Whisper: SMS Invite Form Abuse

2015-10-19T16:00:48
ID H1:94642
Type hackerone
Reporter 1n3
Modified 2017-03-21T20:58:04

Description

whisper.sh fails to protect the invite form from abuse from attackers. If a malicious individual wants to abuse this functionality, they could send repeated/automated requests to the same phone number or range of phone numbers that do no actually belong to himself. This would result in lots of arbitrary SMS messages to a single user or large range of multiple users just by launching automated POST requests to wispher.sh.

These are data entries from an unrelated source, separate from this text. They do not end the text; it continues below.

//! Binding frames: fixed-size ordered slot blocks

use std::sync::Arc;

use super::VarKind;
use crate::value::Value;

/// One variable slot in a frame.
#[derive(Debug, Clone)]
struct Slot {
    name: Arc<str>,
    cell: SlotCell,
}

/// Slot storage: a lexical value, or a marker for a variable bound in
/// the dynamic environment (no local storage).
#[derive(Debug, Clone)]
enum SlotCell {
    Lexical(Value),
    Dynamic,
}

/// A fixed-size ordered variable-slot block, created per binding-form
/// activation.
///
/// The slot count is fixed at creation (the arity of the binding form)
/// and each slot is written exactly once, through [`FrameBuilder`].
/// Frames are immutable once built and shared via `Arc`.
#[derive(Debug)]
pub struct Frame {
    slots: Vec<Slot>,
    parent: Option<Arc<Frame>>,
}

impl Frame {
    /// Start building a frame of exactly `arity` slots on top of `parent`.
    pub fn builder(arity: usize, parent: Option<Arc<Frame>>) -> FrameBuilder {
        FrameBuilder {
            arity,
            slots: Vec::with_capacity(arity),
            parent,
        }
    }

    /// The parent frame, shared with any sibling frames.
    #[inline]
    pub fn parent(&self) -> Option<&Arc<Frame>> {
        self.parent.as_ref()
    }

    /// Number of slots (fixed at creation).
    #[inline]
    pub fn arity(&self) -> usize {
        self.slots.len()
    }

    /// Find `name` in this frame's slots.
    ///
    /// Later slots shadow earlier ones of the same name.
    pub(crate) fn resolve(&self, name: &str) -> Option<(usize, VarKind)> {
        self.slots
            .iter()
            .enumerate()
            .rev()
            .find(|(_, s)| s.name.as_ref() == name)
            .map(|(i, s)| {
                let kind = match s.cell {
                    SlotCell::Lexical(_) => VarKind::Lexical,
                    SlotCell::Dynamic => VarKind::Dynamic,
                };
                (i, kind)
            })
    }

    /// Read slot `index` if it holds lexical storage.
    pub(crate) fn lexical_slot(&self, index: usize) -> Option<Value> {
        match self.slots.get(index)?.cell {
            SlotCell::Lexical(ref value) => Some(value.clone()),
            SlotCell::Dynamic => None,
        }
    }
}

/// Write-once construction of a [`Frame`].
///
/// Exactly `arity` slots must be pushed before `finish`.
#[derive(Debug)]
pub struct FrameBuilder {
    arity: usize,
    slots: Vec<Slot>,
    parent: Option<Arc<Frame>>,
}

impl FrameBuilder {
    /// Store a lexical value into the next slot.
    pub fn push_lexical(&mut self, name: impl Into<Arc<str>>, value: Value) {
        self.slots.push(Slot {
            name: name.into(),
            cell: SlotCell::Lexical(value),
        });
    }

    /// Mark the next slot as dynamically bound elsewhere.
    pub fn push_dynamic(&mut self, name: impl Into<Arc<str>>) {
        self.slots.push(Slot {
            name: name.into(),
            cell: SlotCell::Dynamic,
        });
    }

    /// Seal the frame.
    pub fn finish(self) -> Arc<Frame> {
        debug_assert_eq!(
            self.slots.len(),
            self.arity,
            "frame slot count must equal the binding form's arity"
        );
        Arc::new(Frame {
            slots: self.slots,
            parent: self.parent,
        })
    }
}
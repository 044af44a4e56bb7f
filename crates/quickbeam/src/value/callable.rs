//! Callable value types: builtins and closures

use std::sync::Arc;

use super::Value;
use crate::environment::Environment;

/// Type alias for builtin function pointers to reduce complexity
pub type BuiltinFnPtr = Arc<dyn Fn(&[Value]) -> Result<Value, String> + Send + Sync>;

/// A built-in native function.
///
/// These are Rust functions exposed to the interpreter. Builtins report
/// failures as plain strings; the caller lifts them into `EvalError`.
#[derive(Clone)]
pub struct BuiltinFn {
    /// Function name (for display/debugging)
    pub name: String,

    /// Arity (-1 for variadic)
    pub arity: i32,

    /// The actual function pointer
    pub func: BuiltinFnPtr,
}

impl std::fmt::Debug for BuiltinFn {
    fn fmt(&self, f: &mut std::fmt::Formatter<'_>) -> std::fmt::Result {
        write!(f, "BuiltinFn({})", self.name)
    }
}

/// A closure with captured environment chain.
///
/// The environment is the immutable frame chain in force at the point
/// the `lambda` form was evaluated; holding the closure keeps those
/// frames alive past their binding form's activation.
#[derive(Debug, Clone)]
pub struct ClosureValue {
    /// Parameter names
    pub params: Vec<Arc<str>>,

    /// Body forms, evaluated in sequence
    pub body: Arc<Vec<Value>>,

    /// The captured frame chain
    pub env: Environment,
}
//! Operator name to handler-pair registry

use std::sync::{Arc, OnceLock};

use dashmap::DashMap;

use super::handler::HandlerPair;

/// Maps operator names to their current handler pairs.
///
/// A dedicated structure, deliberately not exposed through any
/// general-purpose attribute API: ordinary user code cannot reach in and
/// tamper with an operator's handlers.
///
/// Registration fully replaces the previous pair for a name; the pair is
/// stored behind an `Arc`, so replacement is atomic from a reader's
/// perspective and a lookup never observes a half-written pair. The
/// expected access pattern is read-mostly: concurrent readers, an
/// occasional writer.
#[derive(Debug, Default)]
pub struct OperatorRegistry {
    handlers: DashMap<Arc<str>, Arc<HandlerPair>>,
}

impl OperatorRegistry {
    /// Create an empty registry.
    pub fn new() -> Self {
        Self::default()
    }

    /// Install or fully replace the handler pair for `name`.
    pub fn register(&self, name: impl Into<Arc<str>>, pair: HandlerPair) {
        let name = name.into();
        tracing::debug!(operator = %name, "registering special operator");
        self.handlers.insert(name, Arc::new(pair));
    }

    /// Look up the current handler pair for `name`. O(1).
    pub fn lookup(&self, name: &str) -> Option<Arc<HandlerPair>> {
        self.handlers.get(name).map(|entry| entry.value().clone())
    }

    /// Whether `name` names a registered operator.
    pub fn contains(&self, name: &str) -> bool {
        self.handlers.contains_key(name)
    }

    /// Number of registered operators.
    pub fn len(&self) -> usize {
        self.handlers.len()
    }

    /// Whether the registry is empty.
    pub fn is_empty(&self) -> bool {
        self.handlers.is_empty()
    }
}

static GLOBAL: OnceLock<OperatorRegistry> = OnceLock::new();

/// The process-wide operator registry used by the generic dispatcher.
pub fn global_registry() -> &'static OperatorRegistry {
    GLOBAL.get_or_init(OperatorRegistry::new)
}

#[cfg(test)]
mod tests {
    use super::*;
    use crate::operator::{compile_handler, FormPattern, HandlerSpec, ImmediateBody};
    use crate::value::Value;

    fn dummy_pair(result: i64) -> HandlerPair {
        compile_handler(HandlerSpec {
            name: "dummy",
            pattern: FormPattern::new("dummy"),
            immediate: ImmediateBody::Fallback,
            deferred: Arc::new(move |_| {
                Ok(Arc::new(move |_env, _ctx| Ok(Value::Int(result))))
            }),
        })
    }

    #[test]
    fn test_register_and_lookup() {
        let registry = OperatorRegistry::new();
        assert!(registry.is_empty());
        assert!(registry.lookup("dummy").is_none());

        registry.register("dummy", dummy_pair(1));
        assert!(registry.contains("dummy"));
        assert_eq!(registry.len(), 1);
        assert!(registry.lookup("dummy").is_some());
    }

    #[test]
    fn test_register_replaces_whole_pair() {
        let registry = OperatorRegistry::new();
        registry.register("dummy", dummy_pair(1));
        let first = registry.lookup("dummy").unwrap();

        registry.register("dummy", dummy_pair(2));
        let second = registry.lookup("dummy").unwrap();

        // The new pair replaced the old wholesale, never a merge
        assert!(!Arc::ptr_eq(&first, &second));
        assert_eq!(registry.len(), 1);

        let env = crate::Environment::new();
        let ctx = crate::EvalContext::new();
        let form = Value::list(vec![Value::symbol("dummy")]);
        let exec = (second.deferred)(&form).unwrap();
        assert_eq!(exec(&env, &ctx).unwrap(), Value::Int(2));
    }
}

POST /invite HTTP/1.1 Host: whisper.sh User-Agent: Mozilla/5.0 (X11; Linux x86_64; rv:18.0) Gecko/20100101 Firefox/18.0 Accept: / Accept-Language: en-US,en;q=0.5 Accept-Encoding: gzip, deflate Content-Type: application/x-www-form-urlencoded; charset=UTF-8 X-Requested-With: XMLHttpRequest Referer: https://whisper.sh/search?q=INJECTX Content-Length: 24 Cookie: _ga=GA1.2.1840275725.1445267554; _cb_ls=1; _chartbeat2=DTMT5SBzHnwjDQlfSX.1445267560697.1445267560697.1; _gat=1 Connection: close Pragma: no-cache Cache-Control: no-cache

phoneNumber=518-373-1319

HTTP/1.1 200 OK Date: Mon, 19 Oct 2015 15:51:43 GMT Content-Type: text/plain; charset=utf-8 cache-control: max-age=0, private, must-revalidate x-request-id: psJRqmJtkxpeW59Ms3en X-Varnish: 111290474 Age: 0 Via: 1.1 varnish-v4 Connection: close Accept-Ranges: bytes X-Frame-Options: DENY Strict-Transport-Security: max-age=31536000; X-XSS-Protection: 1; mode=block X-Content-Type-Options: nosniff Content-Length: 24

Invite sent successfully

To help prevent automated attacks, the form should utilize some form of captcha system that requires user knowledge in order to send repeat attempts and should block repeat requests to the same number multiple times.